• Task statement
Find how many lines below hold "warn", then state that number by itself.

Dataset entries

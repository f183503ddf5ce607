//! Withdrawal Orchestrator
//!
//! Funds leave the ledger at request time: the selected bucket is debited
//! by the full amount while the request waits for staff. Approval is terminal
//! with no further ledger effect; rejection refunds the full amount to the
//! same bucket, and the combined total only what the request took from it. A member may hold one PENDING or APPROVED withdrawal per
//! earnings type per UTC day.

use chrono::NaiveDate;
use rusqlite::Connection;
use serde::Serialize;
use tracing::{info, warn};
use uuid::Uuid;

use crate::engine::LedgerEngine;
use crate::error::{LedgerError, LedgerResult};
use crate::money::{percent_of, round2};
use crate::notify::{self, NotificationKind};
use crate::store::ledger::{append_tx_log, fetch_ledger, lock_or_create_ledger, save_ledger};
use crate::store::referral::{self, Role};
use crate::store::requests::{self, day_key, NewWithdrawal, RequestStatus, WithdrawalRequest};
use crate::wallet::{Buckets, EarningsType};

#[derive(Debug, Clone, Serialize)]
pub struct WithdrawalReceipt {
    pub request: WithdrawalRequest,
    pub balances: Buckets,
}

/// Staff decision on a pending withdrawal.
#[derive(Debug, Clone, PartialEq, Eq)]
pub enum WithdrawalDecision {
    Approve,
    Reject { reason: String },
}

impl LedgerEngine {
    pub fn request_withdrawal(
        &mut self,
        member_id: i64,
        earnings_type: EarningsType,
        amount: f64,
        payout_details: &str,
    ) -> LedgerResult<WithdrawalReceipt> {
        let now = self.clock.now();
        let day = day_key(now);
        let amount = round2(amount);
        let fee_pct = earnings_type.fee_pct(self.config.withdrawal_fee_pct);
        let reference = Uuid::new_v4().to_string();

        let receipt = self.db.with_tx("request_withdrawal", |tx| {
            referral::require_member(tx, member_id)?;
            if requests::count_open_withdrawals_on_day(tx, member_id, earnings_type, day)? > 0 {
                return Err(LedgerError::DuplicateWithdrawalToday {
                    member_id,
                    earnings_type,
                });
            }

            let mut buckets = fetch_ledger(tx, member_id)?.unwrap_or_default();
            let available = round2(buckets.earnings(earnings_type));
            if available < amount {
                return Err(LedgerError::InsufficientBalance {
                    available,
                    requested: amount,
                });
            }

            let fee = percent_of(amount, fee_pct);
            let net_payout = round2(amount - fee);
            let approver_id = pick_approver(tx, day)?;
            let debited = buckets.debit(earnings_type, amount);

            let request_id = requests::insert_withdrawal(
                tx,
                &NewWithdrawal {
                    reference: &reference,
                    member_id,
                    earnings_type,
                    amount,
                    fee,
                    net_payout,
                    debited,
                    payout_details,
                    approver_id,
                    created_at: now,
                },
            )?;
            save_ledger(tx, member_id, &buckets, now)?;
            append_tx_log(
                tx,
                member_id,
                -amount,
                &format!(
                    "Withdrawal request #{request_id} ({earnings_type}): fee {fee:.2}, net {net_payout:.2}"
                ),
                now,
            )?;
            notify::push(
                tx,
                member_id,
                NotificationKind::WithdrawalRequested,
                &format!("Your {earnings_type} withdrawal of {amount:.2} is awaiting approval"),
                now,
            )?;

            let request = requests::fetch_withdrawal(tx, request_id)?
                .ok_or(LedgerError::WithdrawalNotFound(request_id))?;
            Ok(WithdrawalReceipt {
                request,
                balances: buckets,
            })
        })?;

        info!(
            "[WITHDRAWAL] #{} member #{} {} {:.2} (fee {:.2}) assigned to {:?}",
            receipt.request.id,
            receipt.request.member_id,
            receipt.request.earnings_type,
            receipt.request.amount,
            receipt.request.fee,
            receipt.request.approver_id
        );
        Ok(receipt)
    }

    pub fn approve_withdrawal(&mut self, request_id: i64, decided_by: i64) -> LedgerResult<WithdrawalReceipt> {
        self.decide_withdrawal(request_id, decided_by, WithdrawalDecision::Approve)
    }

    pub fn reject_withdrawal(
        &mut self,
        request_id: i64,
        decided_by: i64,
        reason: &str,
    ) -> LedgerResult<WithdrawalReceipt> {
        self.decide_withdrawal(
            request_id,
            decided_by,
            WithdrawalDecision::Reject {
                reason: reason.to_string(),
            },
        )
    }

    /// PENDING -> APPROVED | REJECTED, exactly once.
    pub fn decide_withdrawal(
        &mut self,
        request_id: i64,
        decided_by: i64,
        decision: WithdrawalDecision,
    ) -> LedgerResult<WithdrawalReceipt> {
        let now = self.clock.now();

        let receipt = self.db.with_tx("decide_withdrawal", |tx| {
            let pending = requests::fetch_withdrawal(tx, request_id)?
                .ok_or(LedgerError::WithdrawalNotFound(request_id))?;
            if pending.status != RequestStatus::Pending {
                return Err(LedgerError::RequestNotPending(request_id));
            }
            referral::require_decider(tx, decided_by, pending.member_id, request_id)?;

            let (status, reason) = match &decision {
                WithdrawalDecision::Approve => (RequestStatus::Approved, None),
                WithdrawalDecision::Reject { reason } => (RequestStatus::Rejected, Some(reason.as_str())),
            };
            if !requests::decide_withdrawal(tx, request_id, status, decided_by, reason, now)? {
                return Err(LedgerError::RequestNotPending(request_id));
            }

            let member_id = pending.member_id;
            let balances = match reason {
                None => {
                    notify::push(
                        tx,
                        member_id,
                        NotificationKind::WithdrawalApproved,
                        &format!(
                            "Your withdrawal of {:.2} was approved; {:.2} is on its way",
                            pending.amount, pending.net_payout
                        ),
                        now,
                    )?;
                    fetch_ledger(tx, member_id)?.unwrap_or_default()
                }
                Some(reason) => {
                    let mut buckets = lock_or_create_ledger(tx, member_id, now)?;
                    buckets.restore(pending.earnings_type, pending.amount, pending.debited);
                    save_ledger(tx, member_id, &buckets, now)?;
                    append_tx_log(
                        tx,
                        member_id,
                        pending.amount,
                        &format!("Refund of rejected withdrawal #{request_id}: {reason}"),
                        now,
                    )?;
                    notify::push(
                        tx,
                        member_id,
                        NotificationKind::WithdrawalRejected,
                        &format!(
                            "Your withdrawal of {:.2} was rejected ({reason}); the amount was refunded",
                            pending.amount
                        ),
                        now,
                    )?;
                    buckets
                }
            };

            let request = requests::fetch_withdrawal(tx, request_id)?
                .ok_or(LedgerError::WithdrawalNotFound(request_id))?;
            Ok(WithdrawalReceipt { request, balances })
        })?;

        info!(
            "[WITHDRAWAL] #{} {} by member #{}",
            receipt.request.id,
            receipt.request.status.as_str(),
            decided_by
        );
        Ok(receipt)
    }
}

/// Approver with the fewest approvals on `day`; lowest id wins ties.
fn pick_approver(conn: &Connection, day: NaiveDate) -> LedgerResult<Option<i64>> {
    let mut best: Option<(i64, i64)> = None;
    for approver in referral::members_with_role(conn, Role::Approver)? {
        let approved = requests::approvals_on_day(conn, approver, day)?;
        if best.map_or(true, |(_, fewest)| approved < fewest) {
            best = Some((approver, approved));
        }
    }
    if best.is_none() {
        warn!("[WITHDRAWAL] no approver staff registered; request left unassigned");
    }
    Ok(best.map(|(approver, _)| approver))
}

• Problem solution
2